Gerçek şu ki söz konusu görüş alanının önündeki uyaranı mükemmel bir şekilde algılayabilirler. Sorun daha ziyade dikkatleriyle ilgilidir. Vücutlarının o kısmına hiç dikkat etmezler. Sanki sol tarafları var olmayı bırakmış gibidir. Ama dikkatlerini o tarafa odakladıklarında, onları mükemmel bir şekilde algılamaya başlarlar. Ne tür bir uyaran olduğu önemli değil, farkındadırlar.

Bildiğimiz gibi, beynimizde iki farklı hemisfer vardır. Bu yarıkürelerden biri beyin hasarından muzdarip olduğunda, özellikle etkilenen bir şey vücudunuzun zarar görmüş yarıkürenin karşı tarafında bulunan kısmıdır. Yani, vücudunuzun kontrasepsiyonel veya zıt kısımlarını etkiler.

Sağ taraf zarar gördüğünde, etkileri sol taraf hisseder

Bu yüzden, eğer hasar sağ yarıkürede meydana gelirse, vücudunuzun en çok etkilenen kısmı muhtemelen sol taraf olacaktır. Diğer taraftan, eğer hasar sol yarımkürede gerçekleşirse, vücudunuzun sağ tarafını etkileyecektir. Bu bedensel etkiler, diğer şeylerin yanı sıra hemiparezi (kısmi felç) ile hemipleji (tam felç) arasında değişebilir.

Some figure
Hemineglect normalde sağ yarı küreye bağlı beyin hasarı ile olur. Ya da en azından bu daha yaygındır. Bu, vücudun sol tarafını etkileyeceği anlamına gelir. Sendromu yaşayan kişinin sanki artık yokmuş gibi dikkat etmeyi bırakacağı taraftır bu. Sola dönmeyecek ve o bölgeden gelen herhangi bir uyarana cevap vermeyecektir.

Hemineglect sendromlu hastalar sadece dikkatlerini daha sağlıklı beyin yarı küreleri ile kontrol ettikleri tarafa odaklarlar. Çoğu zaman, bu sağ taraftır. Bu hastaların, onlara soldan konuştuğunuzda sizi dinlemiyormuş gibi davranması yaygındır. Ama aynı şeyleri bu kez sağ taraftan söylerseniz, size tepki vereceklerdir.

Hemineglect tedavisi söz konusu olduğunda telafi stratejileri çok etkilidir

“Ah, seni görmedim! Çok üzgünüm! ”Bu tür bir şey olduğunda en yaygın tepki budur. Bu yüzden nöropsikolojinin yaptığı şeylerden biri, bu hastaların tamamen “zarar görmüş” dikkatleri üzerinde çalışmaktır. Peki bunu nasıl yapıyorlar? Hasarın karşı tarafındaki yarı küreye dikkatlerini yeniden yönlendirerek.

Some figure

Ayrıca bu sorunu yaşadıklarına dair farkındalıklarını arttırmak zorundasınız. Bunun nedeni hemineglect sendromunun anosognozi yani hastalığının farkında olmama durumuyla birlikte gelmesidir.

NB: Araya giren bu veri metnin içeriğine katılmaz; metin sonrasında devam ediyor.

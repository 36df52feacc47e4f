//! Reading Store
//!
//! The single source of truth for readings and the last-update marker.
//! [`ReadingStore`] lists the operations any backend must support;
//! [`SqliteReadingStore`] is the SQLite implementation.

use async_trait::async_trait;
use chrono::{DateTime, Utc};
use std::collections::BTreeMap;

use crate::error::HubResult;
use crate::model::{Reading, ReadingBatch, SizeCategory};

mod readings;
pub use readings::SqliteReadingStore;

/// node → category → summed count
pub type NodeTotals = BTreeMap<String, BTreeMap<SizeCategory, i64>>;

/// Operations a storage backend must support
#[async_trait]
pub trait ReadingStore: Send + Sync {
    /// Persist every row of `batch` and advance the last-update marker
    ///
    /// All rows and the marker commit together or not at all. Returns the
    /// number of rows written.
    async fn insert_batch(&self, batch: &ReadingBatch) -> HubResult<usize>;

    /// Summed counts per node and category
    ///
    /// Only combinations that have rows are present.
    async fn grouped_totals(&self) -> HubResult<NodeTotals>;

    /// Instant of the latest committed batch, if any
    async fn last_update(&self) -> HubResult<Option<DateTime<Utc>>>;

    /// Delete all readings and clear the last-update marker atomically
    async fn reset(&self) -> HubResult<()>;

    /// Readings with `start <= timestamp < end`, oldest first
    async fn readings_in_range(
        &self,
        start: DateTime<Utc>,
        end: DateTime<Utc>,
    ) -> HubResult<Vec<Reading>>;

    /// Most recent readings, newest first
    async fn recent_readings(&self, limit: u32) -> HubResult<Vec<Reading>>;
}
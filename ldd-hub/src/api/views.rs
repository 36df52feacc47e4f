//! Read-only dashboard views

use axum::{
    extract::{rejection::QueryRejection, Query, State},
    Json,
};
use serde::Deserialize;

use crate::aggregate::TotalsView;
use crate::error::{HubError, HubResult};
use crate::model::Reading;
use crate::trend::{DailyTrend, WeeklyHistory};
use crate::AppState;

/// Query parameters for the history view
#[derive(Debug, Default, Deserialize)]
pub struct HistoryQuery {
    /// Rows to return (capped server side)
    pub limit: Option<u32>,
}

/// GET /api/totals
pub async fn get_totals(State(state): State<AppState>) -> HubResult<Json<TotalsView>> {
    Ok(Json(state.hub.totals().await?))
}

/// GET /api/trend/daily
pub async fn get_daily_trend(State(state): State<AppState>) -> HubResult<Json<DailyTrend>> {
    Ok(Json(state.hub.daily_trend().await?))
}

/// GET /api/trend/weekly
pub async fn get_weekly_history(State(state): State<AppState>) -> HubResult<Json<WeeklyHistory>> {
    Ok(Json(state.hub.weekly_history().await?))
}

/// GET /api/history?limit=N
///
/// A malformed query string is reported with the same JSON error body as
/// every other endpoint.
pub async fn get_history(
    State(state): State<AppState>,
    query: Result<Query<HistoryQuery>, QueryRejection>,
) -> HubResult<Json<Vec<Reading>>> {
    let Query(query) = query.map_err(|e| HubError::InvalidPayload(e.body_text()))?;
    Ok(Json(state.hub.history(query.limit).await?))
}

İşte bu yüzden sorunlarının farkında olmalarına yardımcı olmanız gerek. Böylelikle, aradıklarını bulamadıklarında telafi edebilecek ve kendi rehberleri haline gelebilecekler. Bulamayacakları şey muhtemelen sol taraflarında, “var olmayı bırakmış” taraflarındadır.

Bu metin yalnızca bilgilendirme amaçlı sunulmuştur ve bir profesyonelle görüşmeyi yerine geçmez. Şüpheleriniz varsa, uzmanınıza danışın.